*** Opening Task input ***

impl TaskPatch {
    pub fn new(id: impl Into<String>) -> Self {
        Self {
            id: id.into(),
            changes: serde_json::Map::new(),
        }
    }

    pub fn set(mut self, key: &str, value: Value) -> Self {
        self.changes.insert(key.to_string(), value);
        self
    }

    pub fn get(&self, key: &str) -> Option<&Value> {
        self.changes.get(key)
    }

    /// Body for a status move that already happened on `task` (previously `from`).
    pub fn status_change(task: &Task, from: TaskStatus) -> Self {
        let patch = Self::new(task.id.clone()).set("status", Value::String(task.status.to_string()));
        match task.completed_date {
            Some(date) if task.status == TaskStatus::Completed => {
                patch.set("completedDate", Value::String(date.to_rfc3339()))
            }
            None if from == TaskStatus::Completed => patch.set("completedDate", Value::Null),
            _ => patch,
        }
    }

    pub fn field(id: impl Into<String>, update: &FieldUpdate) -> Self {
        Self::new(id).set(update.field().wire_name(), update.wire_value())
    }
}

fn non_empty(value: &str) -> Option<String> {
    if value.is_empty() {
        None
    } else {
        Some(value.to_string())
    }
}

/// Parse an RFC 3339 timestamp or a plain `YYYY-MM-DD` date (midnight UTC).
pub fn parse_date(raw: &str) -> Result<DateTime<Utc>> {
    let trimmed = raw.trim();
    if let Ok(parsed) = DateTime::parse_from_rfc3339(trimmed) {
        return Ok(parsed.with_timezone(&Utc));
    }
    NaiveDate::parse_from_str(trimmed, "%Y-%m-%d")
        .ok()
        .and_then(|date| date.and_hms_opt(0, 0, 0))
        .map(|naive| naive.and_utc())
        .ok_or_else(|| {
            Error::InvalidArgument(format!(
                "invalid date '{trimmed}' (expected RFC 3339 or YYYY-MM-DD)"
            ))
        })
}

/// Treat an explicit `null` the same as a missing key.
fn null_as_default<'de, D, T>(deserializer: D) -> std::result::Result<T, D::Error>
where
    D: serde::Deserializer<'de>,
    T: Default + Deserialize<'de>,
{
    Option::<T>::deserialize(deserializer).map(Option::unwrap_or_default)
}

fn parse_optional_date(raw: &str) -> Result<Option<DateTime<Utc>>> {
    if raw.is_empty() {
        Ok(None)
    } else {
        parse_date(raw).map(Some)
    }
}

*** Closing Task input ***
*** Opening Task input ***

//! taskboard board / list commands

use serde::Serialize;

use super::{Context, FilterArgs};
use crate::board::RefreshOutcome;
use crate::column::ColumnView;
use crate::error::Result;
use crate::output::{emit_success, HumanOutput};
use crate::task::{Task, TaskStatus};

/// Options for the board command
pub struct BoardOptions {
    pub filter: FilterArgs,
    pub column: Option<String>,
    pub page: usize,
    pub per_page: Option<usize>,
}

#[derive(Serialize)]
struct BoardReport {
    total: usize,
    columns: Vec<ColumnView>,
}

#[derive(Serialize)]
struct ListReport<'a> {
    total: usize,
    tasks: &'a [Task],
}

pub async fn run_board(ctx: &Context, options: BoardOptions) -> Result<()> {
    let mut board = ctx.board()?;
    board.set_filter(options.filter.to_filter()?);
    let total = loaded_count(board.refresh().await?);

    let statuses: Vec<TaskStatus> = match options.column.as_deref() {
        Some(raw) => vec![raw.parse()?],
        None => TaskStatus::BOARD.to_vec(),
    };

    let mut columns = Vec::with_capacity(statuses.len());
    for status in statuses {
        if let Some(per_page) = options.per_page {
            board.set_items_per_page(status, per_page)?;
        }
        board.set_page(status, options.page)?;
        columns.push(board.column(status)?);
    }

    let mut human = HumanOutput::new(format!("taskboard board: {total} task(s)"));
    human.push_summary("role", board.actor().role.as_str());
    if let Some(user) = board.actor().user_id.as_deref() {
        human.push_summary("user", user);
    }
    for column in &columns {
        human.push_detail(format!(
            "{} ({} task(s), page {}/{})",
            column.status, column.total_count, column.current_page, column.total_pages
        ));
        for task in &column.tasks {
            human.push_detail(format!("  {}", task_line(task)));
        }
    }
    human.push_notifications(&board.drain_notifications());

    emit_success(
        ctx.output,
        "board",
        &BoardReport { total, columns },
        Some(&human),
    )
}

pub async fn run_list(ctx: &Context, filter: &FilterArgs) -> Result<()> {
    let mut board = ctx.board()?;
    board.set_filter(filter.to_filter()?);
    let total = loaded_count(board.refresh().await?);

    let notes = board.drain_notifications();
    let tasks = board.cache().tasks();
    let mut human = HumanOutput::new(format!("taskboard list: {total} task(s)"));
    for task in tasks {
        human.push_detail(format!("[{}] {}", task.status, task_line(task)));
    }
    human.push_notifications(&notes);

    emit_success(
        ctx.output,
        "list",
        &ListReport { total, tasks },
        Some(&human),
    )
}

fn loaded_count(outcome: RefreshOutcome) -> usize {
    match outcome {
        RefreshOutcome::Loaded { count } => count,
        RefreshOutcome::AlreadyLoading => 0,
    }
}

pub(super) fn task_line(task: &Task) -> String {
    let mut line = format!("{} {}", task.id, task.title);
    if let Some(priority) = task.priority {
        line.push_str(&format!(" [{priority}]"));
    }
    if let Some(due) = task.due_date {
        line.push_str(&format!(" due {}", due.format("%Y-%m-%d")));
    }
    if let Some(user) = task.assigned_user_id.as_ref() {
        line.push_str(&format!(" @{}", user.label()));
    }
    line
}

*** Closing Task input ***

Description of the task:
Begin at the line that has "fn non_empty(value: &str)" in the entries above; stop after the line that has "date (midnight UTC).". Transcribe exactly those lines and no others.

Result of this task:
fn non_empty(value: &str) -> Option<String> {
    if value.is_empty() {
        None
    } else {
        Some(value.to_string())
    }
}

/// Parse an RFC 3339 timestamp or a plain `YYYY-MM-DD` date (midnight UTC).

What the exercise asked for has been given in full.